DETAILED DESCRIPTION OF THE PREFERRED EMBODIMENT An embodiment of the present invention will be described with reference to FIGS. 2 is a block diagram of the embodiment of the present invention, and FIG. 3 is an operation flowchart of the embodiment. In FIG. 2, 11
Is a camera, 12 is a bandpass filter, 13 is a speed calculation unit, 1
4 is a light emission drive unit, 15 is a speed information light emission unit, 16 is a speed value extraction unit, 17 is a comparison determination unit, 18 is an alarm unit, 19 is a control unit, 20 to 22 are interfaces (I / O), and 23 is a process. Is a processor (CPU) that executes.

The speed information light emitting unit 15 is installed at the rear of the vehicle and emits speed value information represented by the binary number of the host vehicle to the rear vehicle. The camera 11 images the light emission of the speed information light emitting unit 15 installed in the vehicle ahead.

Further, the bandpass filter 12 increases the S / N ratio of the signal picked up by the camera 11 by passing through the frequency band of the light emitted by the speed information light emitting section 15. Next, the operation of the embodiment will be described with reference to FIG. In process S1, the speed calculation unit 13 calculates the speed value of the host vehicle from the signal from the travel sensor input via the I / O 20.

In step S2, the light emission drive unit 14 causes the I / O
It is determined via 20 whether the driver has applied the brakes. That is, it is determined whether or not the stop lamp is lit, and if the determination is NO, the process proceeds to step S4. In process S3, the light emission drive unit 14 associates the speed value of the vehicle calculated in process S1 with a binary number, and instructs the speed information light emission unit 15 to emit information of 1 or 0 of each digit to emit light.

FIG. 4 shows a specific example of the speed information light emitting section 15. In FIG. 4A, 0 to 15 are high-intensity light emitting diodes (LEDs) arranged at substantially equal intervals. Expressing speed in km and 60 km in binary 8 digits (0
0111010).

Therefore, in FIG. 4 (B), the light emitting diodes 4 to 11 are made to correspond to each digit of the binary number. When the digit value is 1, the light is emitted, and when the digit value is 0, the light is not emitted. In addition, LEs of 0, 3, 12 and 15 are irrespective of the speed value.
D emits light, and 1, 2, 13 and 14 do not emit light regardless of the speed value.

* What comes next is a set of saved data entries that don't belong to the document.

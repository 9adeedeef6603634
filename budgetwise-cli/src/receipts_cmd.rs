use anyhow::{Context, Result};
use budgetwise_finance::expense::next_id;
use budgetwise_finance::{CategorySummary, ExpenseRecord, ReceiptQuota, write_expenses_csv};
use budgetwise_ingest::{ParsedReceipt, ReceiptParser};
use chrono::NaiveDate;
use clap::Subcommand;
use std::fs;
use std::io::{self, Read};
use std::path::{Path, PathBuf};

use crate::config::Config;
use crate::state::{ledger_path, read_ledger, write_ledger};

#[derive(Subcommand, Debug)]
pub enum ReceiptCommand {
    /// Parse OCR text of one receipt and print what was found
    Parse {
        /// Text file with the OCR output ("-" for stdin)
        file: PathBuf,

        /// Print JSON instead of a table
        #[arg(long, default_value_t = false)]
        json: bool,
    },

    /// Parse a receipt and add it to the local ledger
    Import {
        file: PathBuf,

        /// Account label (default: config receipts.default_account)
        #[arg(long)]
        account: Option<String>,

        /// Ledger file (default: ~/.budgetwise/ledger.json)
        #[arg(long)]
        ledger: Option<PathBuf>,
    },

    /// Spending per category across the ledger
    Summary {
        #[arg(long)]
        ledger: Option<PathBuf>,
    },

    /// Export the ledger as CSV
    Export {
        /// Output file (default: stdout)
        #[arg(long)]
        out: Option<PathBuf>,

        #[arg(long)]
        ledger: Option<PathBuf>,
    },
}

pub fn run(command: ReceiptCommand, cfg: &Config) -> Result<()> {
    match command {
        ReceiptCommand::Parse { file, json } => {
            let text = read_text(&file)?;
            let parser = ReceiptParser::with_rules(cfg.merchant_rules()?);
            let receipt = parser.parse(&text);
            if json {
                println!("{}", serde_json::to_string_pretty(&receipt)?);
            } else {
                print!("{}", render_receipt(&receipt));
            }
        }

        ReceiptCommand::Import { file, account, ledger } => {
            let text = read_text(&file)?;
            let ledger = resolve_ledger(ledger)?;
            let account = account.unwrap_or_else(|| cfg.receipts.default_account.clone());
            let record = import_receipt(&text, cfg, &ledger, &account, cfg.today()?)?;

            println!(
                "Imported {} | {} | {} | ${:.2} | {}",
                record.id,
                record.date,
                record.merchant,
                record.amount,
                record.category
            );
            if record.date_inferred {
                println!("  note: no date found, used today");
            }
            if record.amount_inferred {
                println!("  note: no TOTAL line, amount is the sum of items");
            }
            if record.needs_review() {
                println!("  warning: nothing priced was found; edit {} by hand", ledger.display());
            }
        }

        ReceiptCommand::Summary { ledger } => {
            let ledger = resolve_ledger(ledger)?;
            let records = read_ledger(&ledger)?;
            if records.is_empty() {
                println!("Ledger is empty: {}", ledger.display());
                return Ok(());
            }

            let rows = CategorySummary::summarize(&records);
            let grand: f64 = rows.iter().map(|r| r.total).sum();
            println!("{} receipts, ${:.2} total\n", records.len(), grand);
            for r in &rows {
                println!(
                    "{:<15} ${:>10.2}  {:>5.1}%  ({} receipts)",
                    r.category.label(),
                    r.total,
                    r.share_of(grand) * 100.0,
                    r.count
                );
            }
        }

        ReceiptCommand::Export { out, ledger } => {
            let ledger = resolve_ledger(ledger)?;
            let records = read_ledger(&ledger)?;
            match out {
                Some(path) => {
                    let f = fs::File::create(&path)
                        .with_context(|| format!("create {}", path.display()))?;
                    write_expenses_csv(f, &records)?;
                    println!("Wrote {} records to {}", records.len(), path.display());
                }
                None => write_expenses_csv(io::stdout().lock(), &records)?,
            }
        }
    }

    Ok(())
}

/// Parse `text`, check the plan's monthly quota, and append to the ledger.
pub fn import_receipt(
    text: &str,
    cfg: &Config,
    ledger: &Path,
    account: &str,
    today: NaiveDate,
) -> Result<ExpenseRecord> {
    let parser = ReceiptParser::with_rules(cfg.merchant_rules()?);
    let receipt = parser.parse(text);

    let mut records = read_ledger(ledger)?;
    let record = ExpenseRecord::from_receipt(next_id(&records), &receipt, account, today);

    let quota = ReceiptQuota::check(cfg.plan.tier, &records, today)?;
    tracing::info!(
        tier = %cfg.plan.tier,
        used = quota.used,
        remaining = ?quota.remaining(),
        "receipt quota ok"
    );

    records.push(record.clone());
    write_ledger(ledger, &records)?;
    Ok(record)
}

pub fn render_receipt(r: &ParsedReceipt) -> String {
    let mut s = String::new();
    s.push_str(&format!("Merchant: {}\n", r.merchant_or_default()));
    s.push_str(&format!(
        "Date:     {}\n",
        r.date_string().unwrap_or_else(|| "(not found)".to_string())
    ));
    s.push_str(&format!("Category: {}\n", r.category));

    if !r.items.is_empty() {
        s.push_str("Items:\n");
        for item in &r.items {
            s.push_str(&format!("  {:<28} ${:>8.2}\n", item.name, item.price));
        }
    }
    if let Some(sub) = r.subtotal {
        s.push_str(&format!("Subtotal: ${:.2}\n", sub));
    }
    if let Some(tax) = r.tax {
        s.push_str(&format!("Tax:      ${:.2}\n", tax));
    }
    match r.amount {
        Some(total) => s.push_str(&format!("Total:    ${:.2}\n", total)),
        None => s.push_str("Total:    (not found)\n"),
    }
    s
}

fn resolve_ledger(ledger: Option<PathBuf>) -> Result<PathBuf> {
    match ledger {
        Some(p) => Ok(p),
        None => ledger_path(),
    }
}

fn read_text(path: &Path) -> Result<String> {
    if path == Path::new("-") {
        let mut s = String::new();
        io::stdin().read_to_string(&mut s).context("read stdin")?;
        return Ok(s);
    }
    fs::read_to_string(path).with_context(|| format!("read {}", path.display()))
}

In this way, the speed value can be easily found by making both sides of the speed value emit light in a fixed manner. Further, in FIG. 4C, the entire light emitting diode is turned ON /
The light is turned off, and the light is divided and emitted in time corresponding to the position of the light emitting diode in FIG.

That is, for example, the on / off operation is repeated eight times at first to make 11111111 emit light to become a frame signal of a multiplex signal, and 00111010 corresponding to 8 bits following this frame signal is made to emit light, and this 001
The speed signal can be easily extracted by reading 11010.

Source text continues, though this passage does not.